From Invasion to Energy

Garlic Mustard Web

Sustainability interns Rachel Hughes and Cassondra Kronenberg, along with Caitlin Jacobs from the Office of Sustainability, mix garlic mustard plant matter with water and grind it into a slurry. The slurry will eventually be converted into methane and used as natural gas.

On Saturday, April 24, as part of Notre Dame’s Earth Week celebrations, a team of 11 people braved a chilly morning rain to combat one of the campus's invasive foes: garlic mustard. Staff and interns from the Office of Sustainability joined with student, faculty and staff volunteers in Notre Dame’s first Garlic Mustard Pull, which took place along St. Mary’s Road and the St. Joseph lakeshore.

Garlic Mustard 3 Web
Volunteers pull garlic mustard along St. Mary’s Road and collect it in bags for transport to the Grind2Energy system at the Center for Culinary Excellence.

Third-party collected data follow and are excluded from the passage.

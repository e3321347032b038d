/* src/client/core/rust/src/error.rs */

use thiserror::Error;

#[derive(Debug, Error)]
pub enum LandingError {
  #[error("config: {0}")]
  Config(String),
  #[error("storage: {0}")]
  Storage(String),
  #[error("clipboard: {0}")]
  Clipboard(String),
}

pub type Result<T> = std::result::Result<T, LandingError>;

impl LandingError {
  pub fn config(msg: impl Into<String>) -> Self {
    Self::Config(msg.into())
  }

  pub fn storage(msg: impl Into<String>) -> Self {
    Self::Storage(msg.into())
  }

  pub fn clipboard(msg: impl Into<String>) -> Self {
    Self::Clipboard(msg.into())
  }
}

impl From<serde_json::Error> for LandingError {
  fn from(e: serde_json::Error) -> Self {
    Self::Config(format!("parse config: {e}"))
  }
}

#[cfg(test)]
mod tests {
  use super::*;

  #[test]
  fn display_carries_category() {
    assert_eq!(LandingError::storage("quota exceeded").to_string(), "storage: quota exceeded");
    assert_eq!(LandingError::clipboard("denied").to_string(), "clipboard: denied");
  }

  #[test]
  fn json_errors_become_config_errors() {
    let err: LandingError = serde_json::from_str::<serde_json::Value>("{").unwrap_err().into();
    assert!(matches!(err, LandingError::Config(_)));
    assert!(err.to_string().starts_with("config: parse config:"));
  }
}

Garlic mustard, an invasive plant species native to Europe, poses a significant threat to wildflowers and other native vegetation. Not only does it outcompete native species for space and light, but it also releases chemicals into the soil that actively inhibit the growth of other plants. Pulling out garlic mustard’s flowering stalks opens up more space and nutrients for native wildflowers and other plants, such as trillium, Solomon’s seal and Jack-in-the-Pulpit, to grow and spread.

In all, volunteers spent two hours collecting approximately 500 pounds of plants. Rather than dispose of the vegetation into the landfill, the 5,000 garlic mustard plants pulled were taken to the Grind2Energy system for processing. The process for disposing of the plants is the same as for nonconsumable food waste, where it is mixed with water and ground on site into a slurry that is then transported to a local dairy, where it is converted for use as clean renewable energy. The system was installed at the Center for Culinary Excellence in 2019.

The fight against garlic mustard on campus is far from over. As Saturday’s mustard pullers will tell you, once you start seeing the long stalks with small white flowers, it is impossible not to see them everywhere. For now, though, native plants have a little more room to grow between St. Joseph’s Lake and St. Mary’s Road, and a conversation has started about native vs. invasive plant species on campus. Maybe next year a team will tackle the bush lurking under many lakeshore trees — invasive honeysuckle.